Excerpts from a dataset
▼▼▼

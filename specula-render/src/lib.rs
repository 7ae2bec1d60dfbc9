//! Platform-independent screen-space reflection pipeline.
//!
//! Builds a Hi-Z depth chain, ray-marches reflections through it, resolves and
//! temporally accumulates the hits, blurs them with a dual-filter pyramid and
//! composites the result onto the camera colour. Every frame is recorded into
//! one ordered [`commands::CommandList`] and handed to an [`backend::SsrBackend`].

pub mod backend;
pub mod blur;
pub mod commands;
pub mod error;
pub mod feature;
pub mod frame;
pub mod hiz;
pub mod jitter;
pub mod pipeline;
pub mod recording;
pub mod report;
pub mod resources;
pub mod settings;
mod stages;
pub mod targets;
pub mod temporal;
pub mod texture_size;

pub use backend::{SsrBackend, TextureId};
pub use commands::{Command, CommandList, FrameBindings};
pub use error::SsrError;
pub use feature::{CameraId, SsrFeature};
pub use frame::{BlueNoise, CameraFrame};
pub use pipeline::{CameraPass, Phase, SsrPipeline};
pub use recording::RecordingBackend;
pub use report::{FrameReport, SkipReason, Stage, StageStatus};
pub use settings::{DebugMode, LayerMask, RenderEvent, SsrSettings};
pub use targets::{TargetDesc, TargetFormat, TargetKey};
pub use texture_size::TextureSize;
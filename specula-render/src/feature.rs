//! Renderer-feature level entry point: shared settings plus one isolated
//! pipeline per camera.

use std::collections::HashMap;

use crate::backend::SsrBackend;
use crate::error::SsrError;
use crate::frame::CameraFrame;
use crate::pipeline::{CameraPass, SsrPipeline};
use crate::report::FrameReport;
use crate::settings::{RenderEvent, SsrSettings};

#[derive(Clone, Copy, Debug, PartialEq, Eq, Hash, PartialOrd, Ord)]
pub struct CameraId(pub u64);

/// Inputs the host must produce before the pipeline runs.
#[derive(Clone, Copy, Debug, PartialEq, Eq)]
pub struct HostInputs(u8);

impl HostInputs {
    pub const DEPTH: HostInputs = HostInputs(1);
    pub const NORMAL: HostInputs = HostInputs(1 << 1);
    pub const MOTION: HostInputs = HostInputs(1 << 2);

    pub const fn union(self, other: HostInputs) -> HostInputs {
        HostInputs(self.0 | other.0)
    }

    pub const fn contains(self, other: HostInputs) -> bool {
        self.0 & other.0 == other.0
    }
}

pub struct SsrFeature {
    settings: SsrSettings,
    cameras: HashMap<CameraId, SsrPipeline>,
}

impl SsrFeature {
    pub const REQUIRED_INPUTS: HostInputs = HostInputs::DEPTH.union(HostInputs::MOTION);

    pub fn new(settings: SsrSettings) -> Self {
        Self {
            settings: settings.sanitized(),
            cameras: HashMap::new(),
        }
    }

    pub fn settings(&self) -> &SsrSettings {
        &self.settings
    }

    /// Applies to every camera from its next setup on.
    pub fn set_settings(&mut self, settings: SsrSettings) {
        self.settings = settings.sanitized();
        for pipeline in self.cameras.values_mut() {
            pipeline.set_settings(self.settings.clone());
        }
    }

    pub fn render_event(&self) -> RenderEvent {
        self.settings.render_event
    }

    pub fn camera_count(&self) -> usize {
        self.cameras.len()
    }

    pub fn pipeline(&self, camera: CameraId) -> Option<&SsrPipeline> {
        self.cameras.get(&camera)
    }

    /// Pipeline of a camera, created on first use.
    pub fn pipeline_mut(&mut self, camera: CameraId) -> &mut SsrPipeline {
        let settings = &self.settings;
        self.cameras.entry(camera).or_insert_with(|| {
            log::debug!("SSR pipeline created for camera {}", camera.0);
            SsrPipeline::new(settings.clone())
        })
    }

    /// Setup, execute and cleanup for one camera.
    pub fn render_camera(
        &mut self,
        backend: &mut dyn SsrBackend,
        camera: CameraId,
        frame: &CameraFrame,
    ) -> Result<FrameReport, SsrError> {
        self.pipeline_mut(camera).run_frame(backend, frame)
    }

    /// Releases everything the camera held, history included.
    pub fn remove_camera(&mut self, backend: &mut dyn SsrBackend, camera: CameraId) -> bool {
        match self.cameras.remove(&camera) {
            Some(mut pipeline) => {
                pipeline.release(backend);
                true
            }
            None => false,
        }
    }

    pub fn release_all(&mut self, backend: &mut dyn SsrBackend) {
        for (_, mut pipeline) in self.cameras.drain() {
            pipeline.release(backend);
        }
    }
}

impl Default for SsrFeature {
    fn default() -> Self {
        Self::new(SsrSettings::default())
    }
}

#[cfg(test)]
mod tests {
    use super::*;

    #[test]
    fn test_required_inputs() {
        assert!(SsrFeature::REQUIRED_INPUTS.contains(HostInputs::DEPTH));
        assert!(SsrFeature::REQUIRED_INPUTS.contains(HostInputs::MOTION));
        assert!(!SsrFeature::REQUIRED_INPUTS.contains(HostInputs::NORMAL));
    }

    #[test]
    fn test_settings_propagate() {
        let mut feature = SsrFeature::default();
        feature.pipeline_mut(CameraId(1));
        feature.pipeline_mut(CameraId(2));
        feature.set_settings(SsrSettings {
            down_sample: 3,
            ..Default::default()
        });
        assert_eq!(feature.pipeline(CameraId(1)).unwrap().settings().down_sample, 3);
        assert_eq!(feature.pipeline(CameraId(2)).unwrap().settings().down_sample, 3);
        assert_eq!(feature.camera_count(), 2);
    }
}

▲▲▲

*Task instructions:* Exact copies of all the records are to be printed.

*Reply to the task:*
filename specula-render/src/lib.rs
repository 7ae2bec1d60dfbc9
//! Platform-independent screen-space reflection pipeline.
//!
//! Builds a Hi-Z depth chain, ray-marches reflections through it, resolves and
//! temporally accumulates the hits, blurs them with a dual-filter pyramid and
//! composites the result onto the camera colour. Every frame is recorded into
//! one ordered [`commands::CommandList`] and handed to an [`backend::SsrBackend`].

pub mod backend;
pub mod blur;
pub mod commands;
pub mod error;
pub mod feature;
pub mod frame;
pub mod hiz;
pub mod jitter;
pub mod pipeline;
pub mod recording;
pub mod report;
pub mod resources;
pub mod settings;
mod stages;
pub mod targets;
pub mod temporal;
pub mod texture_size;

pub use backend::{SsrBackend, TextureId};
pub use commands::{Command, CommandList, FrameBindings};
pub use error::SsrError;
pub use feature::{CameraId, SsrFeature};
pub use frame::{BlueNoise, CameraFrame};
pub use pipeline::{CameraPass, Phase, SsrPipeline};
pub use recording::RecordingBackend;
pub use report::{FrameReport, SkipReason, Stage, StageStatus};
pub use settings::{DebugMode, LayerMask, RenderEvent, SsrSettings};
pub use targets::{TargetDesc, TargetFormat, TargetKey};
pub use texture_size::TextureSize;
filename specula-render/src/feature.rs
//! Renderer-feature level entry point: shared settings plus one isolated
//! pipeline per camera.

use std::collections::HashMap;

use crate::backend::SsrBackend;
use crate::error::SsrError;
use crate::frame::CameraFrame;
use crate::pipeline::{CameraPass, SsrPipeline};
use crate::report::FrameReport;
use crate::settings::{RenderEvent, SsrSettings};

#[derive(Clone, Copy, Debug, PartialEq, Eq, Hash, PartialOrd, Ord)]
pub struct CameraId(pub u64);

/// Inputs the host must produce before the pipeline runs.
#[derive(Clone, Copy, Debug, PartialEq, Eq)]
pub struct HostInputs(u8);

impl HostInputs {
    pub const DEPTH: HostInputs = HostInputs(1);
    pub const NORMAL: HostInputs = HostInputs(1 << 1);
    pub const MOTION: HostInputs = HostInputs(1 << 2);

    pub const fn union(self, other: HostInputs) -> HostInputs {
        HostInputs(self.0 | other.0)
    }

    pub const fn contains(self, other: HostInputs) -> bool {
        self.0 & other.0 == other.0
    }
}

pub struct SsrFeature {
    settings: SsrSettings,
    cameras: HashMap<CameraId, SsrPipeline>,
}

impl SsrFeature {
    pub const REQUIRED_INPUTS: HostInputs = HostInputs::DEPTH.union(HostInputs::MOTION);

    pub fn new(settings: SsrSettings) -> Self {
        Self {
            settings: settings.sanitized(),
            cameras: HashMap::new(),
        }
    }

    pub fn settings(&self) -> &SsrSettings {
        &self.settings
    }

    /// Applies to every camera from its next setup on.
    pub fn set_settings(&mut self, settings: SsrSettings) {
        self.settings = settings.sanitized();
        for pipeline in self.cameras.values_mut() {
            pipeline.set_settings(self.settings.clone());
        }
    }

    pub fn render_event(&self) -> RenderEvent {
        self.settings.render_event
    }

    pub fn camera_count(&self) -> usize {
        self.cameras.len()
    }

    pub fn pipeline(&self, camera: CameraId) -> Option<&SsrPipeline> {
        self.cameras.get(&camera)
    }

    /// Pipeline of a camera, created on first use.
    pub fn pipeline_mut(&mut self, camera: CameraId) -> &mut SsrPipeline {
        let settings = &self.settings;
        self.cameras.entry(camera).or_insert_with(|| {
            log::debug!("SSR pipeline created for camera {}", camera.0);
            SsrPipeline::new(settings.clone())
        })
    }

    /// Setup, execute and cleanup for one camera.
    pub fn render_camera(
        &mut self,
        backend: &mut dyn SsrBackend,
        camera: CameraId,
        frame: &CameraFrame,
    ) -> Result<FrameReport, SsrError> {
        self.pipeline_mut(camera).run_frame(backend, frame)
    }

    /// Releases everything the camera held, history included.
    pub fn remove_camera(&mut self, backend: &mut dyn SsrBackend, camera: CameraId) -> bool {
        match self.cameras.remove(&camera) {
            Some(mut pipeline) => {
                pipeline.release(backend);
                true
            }
            None => false,
        }
    }

    pub fn release_all(&mut self, backend: &mut dyn SsrBackend) {
        for (_, mut pipeline) in self.cameras.drain() {
            pipeline.release(backend);
        }
    }
}

impl Default for SsrFeature {
    fn default() -> Self {
        Self::new(SsrSettings::default())
    }
}

#[cfg(test)]
mod tests {
    use super::*;

    #[test]
    fn test_required_inputs() {
        assert!(SsrFeature::REQUIRED_INPUTS.contains(HostInputs::DEPTH));
        assert!(SsrFeature::REQUIRED_INPUTS.contains(HostInputs::MOTION));
        assert!(!SsrFeature::REQUIRED_INPUTS.contains(HostInputs::NORMAL));
    }

    #[test]
    fn test_settings_propagate() {
        let mut feature = SsrFeature::default();
        feature.pipeline_mut(CameraId(1));
        feature.pipeline_mut(CameraId(2));
        feature.set_settings(SsrSettings {
            down_sample: 3,
            ..Default::default()
        });
        assert_eq!(feature.pipeline(CameraId(1)).unwrap().settings().down_sample, 3);
        assert_eq!(feature.pipeline(CameraId(2)).unwrap().settings().down_sample, 3);
        assert_eq!(feature.camera_count(), 2);
    }
}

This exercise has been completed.